Objective: Glycogen is a major energy reserve in liver and skeletal muscle. The master metabolic regulator AMP-activated protein kinase (AMPK) associates with glycogen via its regulatory beta subunit carbohydrate-binding module (CBM). However, the physiological role of AMPK-glycogen binding in energy homeostasis has not been investigated in vivo. This study aimed to determine the physiological consequences of disrupting AMPK-glycogen interactions.

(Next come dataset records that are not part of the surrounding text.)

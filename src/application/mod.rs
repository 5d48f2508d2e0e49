//! Application layer: fixtures and hierarchy construction
//!
//! This layer orchestrates domain logic and depends on I/O boundary traits.

pub mod builder;
pub mod error;
pub mod fixture;

pub use builder::{BuiltHierarchy, HierarchyBuilder};
pub use error::{ApplicationError, ApplicationResult};
pub use fixture::{Fixture, FixtureNode};
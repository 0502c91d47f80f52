//! HTTP middleware for the voice webhook server.
//!
//! - `http_metrics` - request count and latency for every response

pub mod http_metrics;

pub use http_metrics::http_metrics_middleware;
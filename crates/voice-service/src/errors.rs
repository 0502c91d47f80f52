use axum::{
    http::StatusCode,
    response::{IntoResponse, Response},
    Json,
};
use serde::Serialize;
use thiserror::Error;

/// Errors surfaced by request handlers.
///
/// Internal detail is kept in the variant for logging; the HTTP body only
/// carries a generic code and message.
#[derive(Debug, Error)]
pub enum VoiceError {
    #[error("Cryptographic error: {0}")]
    Crypto(String),

    #[error("Invalid token: {0}")]
    InvalidToken(String),

    #[error("Bad request: {0}")]
    BadRequest(String),

    #[error("Internal server error")]
    Internal,
}

#[derive(Serialize)]
struct ErrorResponse {
    error: ErrorDetail,
}

#[derive(Serialize)]
struct ErrorDetail {
    code: String,
    message: String,
}

impl IntoResponse for VoiceError {
    fn into_response(self) -> Response {
        let (status, code, message) = match &self {
            VoiceError::Crypto(detail) => {
                tracing::error!(target: "voice.errors", error = %detail, "Token signing failed");
                (
                    StatusCode::INTERNAL_SERVER_ERROR,
                    "CRYPTO_ERROR",
                    "An internal cryptographic error occurred".to_string(),
                )
            }
            VoiceError::InvalidToken(_) => (
                StatusCode::UNAUTHORIZED,
                "INVALID_TOKEN",
                "The token is invalid or expired".to_string(),
            ),
            VoiceError::BadRequest(reason) => {
                (StatusCode::BAD_REQUEST, "BAD_REQUEST", reason.clone())
            }
            VoiceError::Internal => (
                StatusCode::INTERNAL_SERVER_ERROR,
                "INTERNAL_ERROR",
                "An internal error occurred".to_string(),
            ),
        };

        let error_response = ErrorResponse {
            error: ErrorDetail {
                code: code.to_string(),
                message,
            },
        };

        (status, Json(error_response)).into_response()
    }
}
//! Test server harness for E2E testing
//!
//! Provides `TestVoiceServer` for spawning real server instances in tests.

use crate::crypto_fixtures::{TEST_APPLICATION_ID, TEST_PRIVATE_KEY_PEM};
use metrics_exporter_prometheus::PrometheusBuilder;
use std::collections::HashMap;
use std::net::SocketAddr;
use std::sync::Arc;
use tokio::task::JoinHandle;
use voice_service::config::Config;
use voice_service::routes::{self, AppState};

/// Environment for a production-mode server signing with the test key.
pub fn test_vars() -> HashMap<String, String> {
    HashMap::from([
        ("APP_ENV".to_string(), "production".to_string()),
        ("BIND_ADDRESS".to_string(), "127.0.0.1:0".to_string()),
        (
            "MY_NEXMO_APP_PRIVATE_KEY".to_string(),
            TEST_PRIVATE_KEY_PEM.to_string(),
        ),
        (
            "MY_NEXMO_APP_APPLICATION_ID".to_string(),
            TEST_APPLICATION_ID.to_string(),
        ),
    ])
}

/// Test harness for spawning the voice webhook server in E2E tests.
///
/// # Example
/// ```rust,ignore
/// #[tokio::test]
/// async fn test_ping() -> Result<(), anyhow::Error> {
///     let server = TestVoiceServer::spawn().await?;
///     let response = reqwest::get(format!("{}/ping", server.url())).await?;
///     assert_eq!(response.status(), 200);
///     Ok(())
/// }
/// ```
pub struct TestVoiceServer {
    addr: SocketAddr,
    config: Config,
    _handle: JoinHandle<()>,
}

impl TestVoiceServer {
    /// Spawn with [`test_vars`].
    pub async fn spawn() -> Result<Self, anyhow::Error> {
        Self::spawn_with_vars(test_vars()).await
    }

    /// Spawn with [`test_vars`] overridden by `overrides`.
    pub async fn spawn_with_overrides(
        overrides: &[(&str, &str)],
    ) -> Result<Self, anyhow::Error> {
        let mut vars = test_vars();
        for (name, value) in overrides {
            vars.insert((*name).to_string(), (*value).to_string());
        }
        Self::spawn_with_vars(vars).await
    }

    /// Spawn with exactly `vars` as the environment.
    pub async fn spawn_with_vars(vars: HashMap<String, String>) -> Result<Self, anyhow::Error> {
        let config = Config::from_vars(&vars)
            .map_err(|e| anyhow::anyhow!("Failed to create config: {}", e))?;
        Self::spawn_with_config(config).await
    }

    /// Spawn the real router with `config`, bound to a random local port.
    ///
    /// No provisioning runs; callers wanting a provisioned config run
    /// `provisioning::run_startup` first.
    pub async fn spawn_with_config(config: Config) -> Result<Self, anyhow::Error> {
        let state = Arc::new(AppState::new(config.clone()));

        // Not installed globally, so parallel tests do not collide.
        let metrics_handle = PrometheusBuilder::new().build_recorder().handle();
        let app = routes::build_routes(state, metrics_handle);

        let listener = tokio::net::TcpListener::bind("127.0.0.1:0")
            .await
            .map_err(|e| anyhow::anyhow!("Failed to bind test server: {}", e))?;

        let addr = listener
            .local_addr()
            .map_err(|e| anyhow::anyhow!("Failed to get local address: {}", e))?;

        let handle = tokio::spawn(async move {
            if let Err(e) = axum::serve(listener, app).await {
                eprintln!("Test server error: {}", e);
            }
        });

        Ok(Self {
            addr,
            config,
            _handle: handle,
        })
    }

    /// Get the base URL of the test server.
    pub fn url(&self) -> String {
        format!("http://{}", self.addr)
    }

    pub fn addr(&self) -> SocketAddr {
        self.addr
    }

    pub fn config(&self) -> &Config {
        &self.config
    }
}

impl Drop for TestVoiceServer {
    fn drop(&mut self) {
        self._handle.abort();
    }
}
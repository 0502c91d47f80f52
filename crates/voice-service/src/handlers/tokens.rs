//! Capability token issuance over HTTP.

use crate::errors::VoiceError;
use crate::models::UserTokenResponse;
use crate::routes::AppState;
use crate::services::token_service;
use axum::extract::{Path, State};
use axum::Json;
use std::sync::Arc;
use tracing::instrument;

/// Longest accepted username.
pub const MAX_USERNAME_LENGTH: usize = 256;

/// `POST /tokens/:username`
///
/// Issues a user token with `sub = username` and the default ACL.
#[instrument(skip_all, name = "voice.tokens.user")]
pub async fn create_user_token(
    State(state): State<Arc<AppState>>,
    Path(username): Path<String>,
) -> Result<Json<UserTokenResponse>, VoiceError> {
    validate_username(&username)?;

    let token = token_service::issue_user_token(&state.token_issuer, &state.config, &username)?;

    Ok(Json(UserTokenResponse { username, token }))
}

fn validate_username(username: &str) -> Result<(), VoiceError> {
    if username.trim().is_empty() {
        return Err(VoiceError::BadRequest("Username must not be empty".to_string()));
    }
    if username.len() > MAX_USERNAME_LENGTH {
        return Err(VoiceError::BadRequest(format!(
            "Username must be at most {MAX_USERNAME_LENGTH} bytes"
        )));
    }
    if username.chars().any(char::is_control) {
        return Err(VoiceError::BadRequest(
            "Username must not contain control characters".to_string(),
        ));
    }
    Ok(())
}
//! Prometheus scrape endpoint.
//!
//! Unauthenticated. Labels are bounded and carry no phone numbers,
//! usernames or tokens.

use axum::{extract::State, response::IntoResponse};
use metrics_exporter_prometheus::PrometheusHandle;

/// `GET /metrics`
#[tracing::instrument(skip_all, name = "voice.metrics.scrape")]
pub async fn metrics_handler(State(handle): State<PrometheusHandle>) -> impl IntoResponse {
    handle.render()
}
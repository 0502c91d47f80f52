//! Liveness handler.

use crate::models::PingResponse;
use axum::Json;

/// `GET /ping`
///
/// Always `{"success": true}` while the process is serving.
pub async fn ping() -> Json<PingResponse> {
    Json(PingResponse { success: true })
}
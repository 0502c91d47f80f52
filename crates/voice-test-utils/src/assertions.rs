//! Custom test assertions for capability tokens.

use crate::crypto_fixtures::{decode_claims, decode_segment};

/// Fluent assertions on a compact JWT string.
///
/// # Example
/// ```rust,ignore
/// token
///     .assert_valid_jwt()
///     .assert_for_subject("alice")
///     .assert_expires_in(3600);
/// ```
pub trait TokenAssertions {
    /// Three segments, RS256 header with `typ: JWT`.
    fn assert_valid_jwt(&self) -> &Self;

    /// `sub` equals `subject`.
    fn assert_for_subject(&self, subject: &str) -> &Self;

    /// No `sub` claim (backend token).
    fn assert_no_subject(&self) -> &Self;

    /// `application_id` equals `application_id`.
    fn assert_for_application(&self, application_id: &str) -> &Self;

    /// `nbf == iat` and `exp - iat == seconds`.
    fn assert_expires_in(&self, seconds: i64) -> &Self;

    /// ACL is the single wildcard path.
    fn assert_unrestricted_acl(&self) -> &Self;
}

impl TokenAssertions for String {
    fn assert_valid_jwt(&self) -> &Self {
        let parts: Vec<_> = self.split('.').collect();
        assert_eq!(
            parts.len(),
            3,
            "JWT must have 3 parts (header.payload.signature), got {}",
            parts.len()
        );

        let header = decode_segment(parts[0]).expect("JWT header should decode");
        assert_eq!(header["alg"], "RS256", "Expected RS256 algorithm");
        assert_eq!(header["typ"], "JWT", "Expected JWT type");

        decode_claims(self).expect("JWT payload should decode");
        assert!(!parts[2].is_empty(), "JWT signature must not be empty");
        self
    }

    fn assert_for_subject(&self, subject: &str) -> &Self {
        let claims = decode_claims(self).expect("JWT payload should decode");
        assert_eq!(claims["sub"], subject, "Unexpected token subject");
        self
    }

    fn assert_no_subject(&self) -> &Self {
        let claims = decode_claims(self).expect("JWT payload should decode");
        assert!(
            claims.get("sub").is_none(),
            "Backend token must not carry a subject, got {}",
            claims["sub"]
        );
        self
    }

    fn assert_for_application(&self, application_id: &str) -> &Self {
        let claims = decode_claims(self).expect("JWT payload should decode");
        assert_eq!(claims["application_id"], application_id);
        self
    }

    fn assert_expires_in(&self, seconds: i64) -> &Self {
        let claims = decode_claims(self).expect("JWT payload should decode");
        let iat = claims["iat"].as_i64().expect("iat should be an integer");
        let nbf = claims["nbf"].as_i64().expect("nbf should be an integer");
        let exp = claims["exp"].as_i64().expect("exp should be an integer");

        assert_eq!(nbf, iat, "nbf should equal iat");
        assert_eq!(exp - iat, seconds, "Unexpected validity window");

        let now = chrono::Utc::now().timestamp();
        assert!(
            (iat - now).abs() <= 60,
            "iat {iat} is not close to the current time {now}"
        );
        self
    }

    fn assert_unrestricted_acl(&self) -> &Self {
        let claims = decode_claims(self).expect("JWT payload should decode");
        assert_eq!(claims["acl"], serde_json::json!({"paths": {"/**": {}}}));
        self
    }
}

Methods: Glycogen binding was disrupted in mice via whole-body knock-in (KI) mutation of either the AMPK beta 1 (W100A) or beta 2 (W98A) isoform CBM. Systematic whole-body, tissue and molecular phenotyping was performed in KI and respective wild-type (WT) mice. Results: While beta 1 W100A KI did not affect whole-body metabolism or exercise capacity, beta 2 W98A KI mice displayed increased adiposity and impairments in whole-body glucose handling and maximal exercise capacity relative to WT. These KI mutations resulted in reduced total AMPK protein and kinase activity in liver and skeletal muscle of beta 1 W100A and beta 2 W98A, respectively, versus WT mice. beta 1 W100A mice also displayed loss of fasting-induced liver AMPK total and alpha-specific kinase activation relative to WT. Destabilisation of AMPK was associated with increased fat deposition in beta 1 W100A liver and beta 2 W98A skeletal muscle versus WT. Conclusions: These results demonstrate that glycogen binding plays critical roles in stabilising AMPK and maintaining cellular, tissue and whole-body energy homeostasis. (C) 2020 The Authors. Published by Elsevier GmbH.